Conseil d’administration ou Conseil municipal ?

J’ai signalé l’engagement juridique de l’article 14-3 comme signe avant-coureur de la municipalisation des copropriétés. Nous y sommes.

 

S’agissant du statut de la copropriété, la loi a désormais pour objet primordial la réalisation de travaux d’économies d’énergie et de réduction des émissions de gaz à effet de serre, serait-ce au mépris des principes élémentaires de la conservation de l’immeuble et de l’organisation des travaux d’entretien.

On a du mal à s’y retrouver dans le maquis des financements énergétiques. Le fameux label RGE (reconnu garant de l’environnement) réserve de bien mauvaises surprises à ceux qui s’y fient. Les copropriétaires échaudés par les campagnes de mise aux normes pour les ascenseurs préfèrent décider des travaux classiques d’entretien comme les ravalements ou réparations de la couverture de l’immeuble.

Ils se trouvent à nouveau piégés par le décret n° 2016-711 du 30 mai 2016. Il crée, à compter du 1er janvier 2017, une obligation de mettre en œuvre une isolation thermique à l’occasion de gros travaux de rénovation de bâtiments :

- obligation d’isoler les façades en cas de travaux de ravalement importants

- obligation d’isoler les toitures en cas de travaux importants de réfection de celles-ci

- obligation d’améliorer la performance énergétique des pièces ou parties de bâtiments résidentiels existants lors de travaux d’aménagement de celles-ci, en vue de les rendre habitables.

On a par ailleurs mis à la charge des syndics et architectes classiques une prétendue incapacité à faire voter par les assemblées générales les travaux souhaités par Planète copropriété, association « imaginée » par des membres actifs du « Chantier Copropriété » du plan Grenelle Bâtiment dans le but très précis d’organiser et de dynamiser le Colloque Européen « La copropriété et le Développement Durable en Europe». Elle a pour objet de réaliser et soutenir toutes actions concourant à l’amélioration de la performance énergétique et de tout ce qui peut contribuer à une démarche de développement durable dans les copropriétés.

 

Une autre technique pour obtenir des décisions a été de réduire les majorités nécessaires. On a oublié qu’une décision prise à une majorité simple dérisoire n’est pas efficiente. Les copropriétaires s’entendent pour ne pas payer les appels de fonds. Il n’est pas possible de faire des recouvrements judiciaires contre la majorité des copropriétaires. Il y a grande urgence à rendre à l’article 24 sa pureté native de texte fondamental posant la règle d’élaboration de la décision majoritaire, et à renvoyer le fouillis de son présent II a) à i) en d’autres lieux. Ce n’est pas l’idée de GRECCO, .groupe de professionnels divers qui, sous la présidence de M le professeur Périnet Marquet, a repris en quelque sorte le flambeau abandonné par la Commission relative à la copropriété.

 

 

Il ne reste plus alors qu’une solution : priver l’assemblée générale de son pouvoir de décision et transmettre celui-ci à un « conseil d’administration ».
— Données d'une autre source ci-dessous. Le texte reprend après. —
use crate::session::AuthMode;

/// Coarse failure category, for callers that only need to pick a message.
#[derive(Debug, Clone, Copy, PartialEq, Eq)]
#[non_exhaustive]
pub enum ErrorKind {
    /// The service rejected the credentials, or answered with an unexpected body.
    InvalidCredentials,
    /// Authentication succeeded over HTTP but no usable session came back.
    MissingAuthHeaders,
    /// Transport failure, non-success status on a data request, or malformed payload.
    NetworkOrDecode,
    /// Client-side misconfiguration or invalid input.
    Config,
}

/// Errors returned by every fallible operation in this crate.
#[derive(Debug, thiserror::Error)]
#[non_exhaustive]
pub enum Error {
    /// Login or registration was rejected.
    ///
    /// `mode` tells the two call sites apart so they can show their own copy.
    #[error("{mode} rejected{}: {detail}", .status.map(|s| format!(" (status {s})")).unwrap_or_default())]
    InvalidCredentials {
        mode: AuthMode,
        status: Option<u16>,
        detail: String,
    },

    /// The auth response did not carry every required session header.
    #[error("session headers missing from response: {}", .missing.join(", "))]
    MissingAuthHeaders { missing: Vec<String> },

    /// An authenticated request came back with a non-success status.
    #[error("{operation} failed with status {status}: {detail}")]
    Api {
        operation: &'static str,
        status: u16,
        detail: String,
    },

    /// Transport failure, or a response body that did not decode.
    #[error("HTTP error: {0}")]
    Http(#[from] reqwest::Error),

    /// Authentication response body that is not JSON.
    #[error("Decode error: {0}")]
    Decode(#[from] serde_json::Error),

    /// Review rejected before sending.
    #[error("Invalid review: {0}")]
    InvalidReview(String),

    /// Missing or invalid configuration or input.
    #[error("Configuration error: {0}")]
    Config(String),
}

impl Error {
    /// Failure category of this error.
    #[must_use]
    pub fn kind(&self) -> ErrorKind {
        match self {
            Self::InvalidCredentials { .. } => ErrorKind::InvalidCredentials,
            Self::MissingAuthHeaders { .. } => ErrorKind::MissingAuthHeaders,
            Self::Api { .. } | Self::Http(_) | Self::Decode(_) => ErrorKind::NetworkOrDecode,
            Self::InvalidReview(_) | Self::Config(_) => ErrorKind::Config,
        }
    }

    /// True when an authenticated request was refused with `401 Unauthorized`.
    ///
    /// No re-authentication happens automatically; callers use this to decide
    /// whether to run [`ApiClient::authenticate`](crate::ApiClient::authenticate) again.
    #[must_use]
    pub fn is_unauthorized(&self) -> bool {
        matches!(self, Self::Api { status: 401, .. })
    }

    /// True when the caller must not consider the user signed in.
    #[must_use]
    pub fn blocks_sign_in(&self) -> bool {
        matches!(
            self.kind(),
            ErrorKind::InvalidCredentials | ErrorKind::MissingAuthHeaders
        )
    }
}

#[cfg(test)]
mod tests {
    use super::*;

    #[test]
    fn kinds_cover_variants() {
        let missing = Error::MissingAuthHeaders {
            missing: vec!["uid".into()],
        };
        assert_eq!(missing.kind(), ErrorKind::MissingAuthHeaders);
        assert!(missing.blocks_sign_in());

        let api = Error::Api {
            operation: "reviews request",
            status: 500,
            detail: String::new(),
        };
        assert_eq!(api.kind(), ErrorKind::NetworkOrDecode);
        assert!(!api.blocks_sign_in());
        assert!(!api.is_unauthorized());

        assert_eq!(Error::Config("x".into()).kind(), ErrorKind::Config);
    }

    #[test]
    fn unauthorized_only_for_401() {
        let err = Error::Api {
            operation: "reviews request",
            status: 401,
            detail: "expired".into(),
        };
        assert!(err.is_unauthorized());

        let rejected = Error::InvalidCredentials {
            mode: AuthMode::Login,
            status: Some(401),
            detail: String::new(),
        };
        assert!(!rejected.is_unauthorized());
    }

    #[test]
    fn display_mentions_missing_headers() {
        let err = Error::MissingAuthHeaders {
            missing: vec!["access-token".into(), "client".into()],
        };
        assert_eq!(
            err.to_string(),
            "session headers missing from response: access-token, client"
        );
    }

    #[test]
    fn display_includes_status_when_known() {
        let err = Error::InvalidCredentials {
            mode: AuthMode::Register,
            status: Some(422),
            detail: "taken".into(),
        };
        assert_eq!(err.to_string(), "registration rejected (status 422): taken");

        let err = Error::InvalidCredentials {
            mode: AuthMode::Login,
            status: None,
            detail: "bad body".into(),
        };
        assert_eq!(err.to_string(), "login rejected: bad body");
    }
}
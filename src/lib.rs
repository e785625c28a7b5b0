#![doc = include_str!("../README.md")]

mod client;
pub mod config;
pub mod dispatch;
pub mod error;
pub mod models;
pub mod session;
pub mod types;

// Re-exports for convenient access
pub use client::{ApiClient, Pagination};
pub use config::{ClientConfig, DEFAULT_AUTH_HEADERS, DEFAULT_BASE_URL};
pub use dispatch::spawn_with_handler;
pub use error::{Error, ErrorKind};
pub use models::{NewReview, Review, ReviewList, Show, User};
pub use session::{AuthMode, AuthSession, Credentials, SessionToken};
pub use types::{ReviewId, ShowId, UserId};
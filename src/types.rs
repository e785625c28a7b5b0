use derive_more::{Display, From, Into};
use serde::{Deserialize, Serialize};

/// Identifier as it appears on the wire.
///
/// The service renders most ids as strings but some nested references
/// (`show_id` on a review) as integers.
#[derive(Deserialize)]
#[serde(untagged)]
enum WireId {
    Text(String),
    Number(i64),
}

impl From<WireId> for String {
    fn from(id: WireId) -> Self {
        match id {
            WireId::Text(s) => s,
            WireId::Number(n) => n.to_string(),
        }
    }
}

macro_rules! opaque_id {
    ($(#[$meta:meta])* $name:ident) => {
        $(#[$meta])*
        #[derive(Debug, Clone, PartialEq, Eq, Hash, Serialize, Deserialize, Display, From, Into)]
        #[serde(from = "WireId", into = "String")]
        pub struct $name(pub String);

        impl $name {
            /// Raw identifier.
            #[must_use]
            pub fn as_str(&self) -> &str {
                &self.0
            }
        }

        impl From<&str> for $name {
            fn from(s: &str) -> Self {
                Self(s.to_owned())
            }
        }

        impl From<WireId> for $name {
            fn from(id: WireId) -> Self {
                Self(id.into())
            }
        }
    };
}

opaque_id! {
    /// Server-assigned account identifier.
    UserId
}

opaque_id! {
    /// Server-assigned show identifier, used to scope review requests.
    ShowId
}

opaque_id! {
    /// Server-assigned review identifier.
    ReviewId
}
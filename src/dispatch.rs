use std::future::Future;

use tokio_util::task::AbortOnDropHandle;

use crate::error::Error;

/// Run one request in the background and hand its outcome to `handler`.
///
/// For callers driven by UI events: the calling thread never waits, and the
/// handler owns whatever state it needs to apply the result. The request
/// lives as long as the returned handle: dropping it, or calling
/// [`abort`](AbortOnDropHandle::abort), cancels the request and the handler
/// never runs. Keep the handle for as long as the result is wanted.
///
/// Must be called from within a Tokio runtime.
///
/// ```rust,ignore
/// let client = client.clone();
/// let token = session.token.clone();
/// let pending = spawn_with_handler(
///     async move { client.create_review(&token, &new_review).await },
///     move |result| match result {
///         Ok(review) => reviews.lock().unwrap().prepend(review),
///         Err(e) => tracing::warn!(error = %e, "Could not post review"),
///     },
/// );
/// // Store `pending` on the screen; dropping it with the screen cancels the request.
/// ```
pub fn spawn_with_handler<F, T, H>(request: F, handler: H) -> AbortOnDropHandle<()>
where
    F: Future<Output = Result<T, Error>> + Send + 'static,
    T: Send + 'static,
    H: FnOnce(Result<T, Error>) + Send + 'static,
{
    AbortOnDropHandle::new(tokio::spawn(async move {
        let result = request.await;
        handler(result);
    }))
}

#[cfg(test)]
mod tests {
    use std::time::Duration;

    use super::*;

    #[tokio::test]
    async fn handler_receives_result() {
        let (tx, rx) = tokio::sync::oneshot::channel();

        spawn_with_handler(async { Ok::<_, Error>(7) }, move |result| {
            let _ = tx.send(result.map_err(|e| e.to_string()));
        })
        .await
        .unwrap();

        assert_eq!(rx.await.unwrap(), Ok(7));
    }

    #[tokio::test]
    async fn handler_receives_error() {
        let (tx, rx) = tokio::sync::oneshot::channel();

        let _pending = spawn_with_handler(
            async { Err::<(), _>(Error::Config("boom".into())) },
            move |result| {
                let _ = tx.send(result.is_err());
            },
        );

        assert!(rx.await.unwrap());
    }

    #[tokio::test]
    async fn aborted_request_never_reaches_handler() {
        let (tx, mut rx) = tokio::sync::oneshot::channel::<()>();

        let handle = spawn_with_handler(
            async {
                tokio::time::sleep(Duration::from_secs(60)).await;
                Ok::<_, Error>(())
            },
            move |_| {
                let _ = tx.send(());
            },
        );
        handle.abort();

        assert!(handle.await.unwrap_err().is_cancelled());
        assert!(rx.try_recv().is_err());
    }

    #[tokio::test]
    async fn dropped_handle_cancels_request() {
        let (tx, rx) = tokio::sync::oneshot::channel::<()>();

        let handle = spawn_with_handler(
            async {
                tokio::time::sleep(Duration::from_millis(50)).await;
                Ok::<_, Error>(())
            },
            move |_| {
                let _ = tx.send(());
            },
        );
        drop(handle);

        // The sender is dropped with the cancelled task instead of being used.
        let outcome = tokio::time::timeout(Duration::from_secs(5), rx).await;
        assert!(matches!(outcome, Ok(Err(_))), "handler ran after drop");
    }
}
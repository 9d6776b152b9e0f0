//! Algorithm implementations for the care gap pipeline
//!
//! Cleaning and validation of the roster, dataset exploration, and the care
//! gap engine itself.

pub mod care_gaps;
pub mod cleaning;
pub mod quality;
pub mod statistics;
//! End-to-end runs of the care gap pipeline over synthetic data

use std::fs;

use care_gaps::algorithm::care_gaps::{identify_care_gaps, identify_care_gaps_parallel};
use care_gaps::algorithm::cleaning::clean_patients;
use care_gaps::report::export::REPORT_CSV;
use care_gaps::utils::test::SyntheticClinic;
use care_gaps::{CareDataset, load_clinic_data, read_table, run_full_analysis};
use tempfile::TempDir;

use crate::utils::{analysis_config, pipeline_config, today, write_text_table};

#[test]
fn test_full_analysis_on_synthetic_clinic() {
    let data_dir = TempDir::new().unwrap();
    let output_dir = TempDir::new().unwrap();
    SyntheticClinic::generate(60, today(), 42)
        .write_csv(data_dir.path())
        .unwrap();

    let config = pipeline_config(data_dir.path(), output_dir.path());
    let outcome = run_full_analysis(&config).unwrap();

    assert_eq!(outcome.overview.patient_count, 62);
    assert_eq!(outcome.cleaning.duplicates_removed, 2);
    assert_eq!(outcome.summary.total_patients, 60);
    assert_eq!(outcome.summary.patients_with_gaps, outcome.findings.len());
    assert_eq!(
        outcome.summary.priority_counts.total(),
        outcome.findings.len()
    );
    assert!(outcome.findings.iter().all(|f| !f.gaps.is_empty()));

    for path in [
        &outcome.files.report_csv,
        &outcome.files.summary_txt,
        &outcome.files.chart_txt,
        &outcome.files.summary_json,
    ] {
        assert!(path.exists(), "missing {}", path.display());
    }

    let report = fs::read_to_string(&outcome.files.report_csv).unwrap();
    let header = report.lines().next().unwrap();
    assert_eq!(
        header,
        "patient_id,name,age,gender,phone,email,gap_types,priority"
    );

    let rows: usize = read_table(&outcome.files.report_csv, 1024)
        .unwrap()
        .iter()
        .map(arrow::record_batch::RecordBatch::num_rows)
        .sum();
    assert_eq!(rows, outcome.findings.len());

    let summary = fs::read_to_string(&outcome.files.summary_txt).unwrap();
    assert!(summary.contains("CARE GAP SUMMARY REPORT"));
    assert!(summary.contains("Total patients: 60"));

    let json: serde_json::Value =
        serde_json::from_str(&fs::read_to_string(&outcome.files.summary_json).unwrap()).unwrap();
    assert_eq!(json["summary"]["total_patients"], 60);
    assert_eq!(json["cleaning"]["duplicates_removed"], 2);
}

#[test]
fn test_parallel_matches_sequential() {
    let data_dir = TempDir::new().unwrap();
    SyntheticClinic::generate(200, today(), 7)
        .write_csv(data_dir.path())
        .unwrap();

    let config = pipeline_config(data_dir.path(), data_dir.path());
    let data = load_clinic_data(&config).unwrap();
    let (patients, _) = clean_patients(data.patients);
    let dataset = CareDataset::new(patients, data.screenings, data.visits);

    let sequential = identify_care_gaps(&dataset, &analysis_config());
    let parallel = identify_care_gaps_parallel(&dataset, &analysis_config());
    assert_eq!(sequential, parallel);
}

#[test]
fn test_parallel_pipeline_run() {
    let data_dir = TempDir::new().unwrap();
    let sequential_out = TempDir::new().unwrap();
    let parallel_out = TempDir::new().unwrap();
    SyntheticClinic::generate(40, today(), 3)
        .write_csv(data_dir.path())
        .unwrap();

    let sequential =
        run_full_analysis(&pipeline_config(data_dir.path(), sequential_out.path())).unwrap();
    let mut config = pipeline_config(data_dir.path(), parallel_out.path()).with_parallel(true);
    config.num_threads = 2;
    let parallel = run_full_analysis(&config).unwrap();

    assert_eq!(sequential.findings, parallel.findings);
    assert_eq!(sequential.summary, parallel.summary);
    assert_eq!(
        fs::read_to_string(sequential_out.path().join(REPORT_CSV)).unwrap(),
        fs::read_to_string(parallel_out.path().join(REPORT_CSV)).unwrap()
    );
}

#[test]
fn test_clinic_without_gaps() {
    let data_dir = TempDir::new().unwrap();
    let output_dir = TempDir::new().unwrap();
    let dir = data_dir.path();
    write_text_table(dir, "patients", &["patient_id,age,gender", "P001,30,M"]).unwrap();
    write_text_table(dir, "visits", &["patient_id,visit_date", "P001,2024-12-01"]).unwrap();
    write_text_table(
        dir,
        "screening_due",
        &[
            "patient_id,mammogram_due,colonoscopy_due,flu_shot_due",
            "P001,,,2025-09-01",
        ],
    )
    .unwrap();
    write_text_table(dir, "lab_results", &["patient_id,test_name"]).unwrap();

    let outcome = run_full_analysis(&pipeline_config(dir, output_dir.path())).unwrap();

    assert!(outcome.findings.is_empty());
    assert_eq!(outcome.summary.patients_with_gaps, 0);
    assert!(outcome.summary.gap_counts.is_empty());

    let chart = fs::read_to_string(&outcome.files.chart_txt).unwrap();
    assert!(chart.starts_with("No care gaps found"));

    let report = fs::read_to_string(&outcome.files.report_csv).unwrap();
    assert_eq!(report.lines().count(), 1);
}
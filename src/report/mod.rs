//! Reporting on care gap results
//!
//! Text summary, text bar chart, and file export. All three consume the same
//! [`GapSummary`](crate::algorithm::care_gaps::GapSummary) produced once per
//! run.

pub mod chart;
pub mod export;
pub mod summary;

pub use chart::{GapChart, render_gap_chart};
pub use export::{ExportBundle, ExportedFiles, export_results, write_csv_rows};
pub use summary::{ReportContext, SummaryReport, render_summary};
//! Logging helpers for table and report files
//!
//! Keeps the wording of file-level log lines uniform across the reader and
//! the exporters.

use std::path::Path;
use std::time::Duration;

use log::{info, warn};

/// A table is about to be read
pub fn log_table_start(path: &Path) {
    info!("Reading table {}", path.display());
}

/// A table was read; `elapsed` is included when measured
pub fn log_table_read(path: &Path, rows: usize, elapsed: Option<Duration>) {
    match elapsed {
        Some(elapsed) => info!("Read {rows} rows from {} in {elapsed:?}", path.display()),
        None => info!("Read {rows} rows from {}", path.display()),
    }
    if rows == 0 {
        warn!("Table {} has no rows", path.display());
    }
}

/// A report file was written
pub fn log_file_written(path: &Path, rows: usize) {
    info!("Wrote {rows} rows to {}", path.display());
}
C’est l’idée de GRECCO. Impérativement pour les syndicats d’au moins cent lots à usage mixte avec possibilité d’extension facultative aux syndicats de cinquante à quatre-vingt-dix-neuf lots.

C’est qu’auparavant le Ministère du logement, profitant d’une relative « vacance » du Ministère de la Justice sous le règne de Madame Taubira a lancé une étude par le truchement du PUCA (Plan Urbanisme Construction Architecture) qui a publié un appel à propositions de recherche, sous le titre « Copropriétés, : vers une transition juridique ». Précisons ici que le GRECCO n’a pas présenté sa candidature à cette proposition de recherche.

Le PUCA présente un tableau assez sombre du fonctionnement des copropriétés et guide subrepticement les candidats en rappelant que « les principales difficultés rencontrées portent sur la question des travaux de gros entretien à prévoir sur les parties communes, propriété indivise ».

Il pose la question prépondérante : « Au-delà de ces récentes avancées [la réforme ALUR en gestation ?] le socle juridique actuel constitue-t-il un frein à la rénovation des immeubles collectifs privés, indispensable pour maintenir les immeubles en bon état et assurer la transition énergétique de notre pays ».

 

 

Le socle constituant un frein à la rénovation des immeubles collectifs privés, c’est l’excellente loi du 10 juillet 1965 !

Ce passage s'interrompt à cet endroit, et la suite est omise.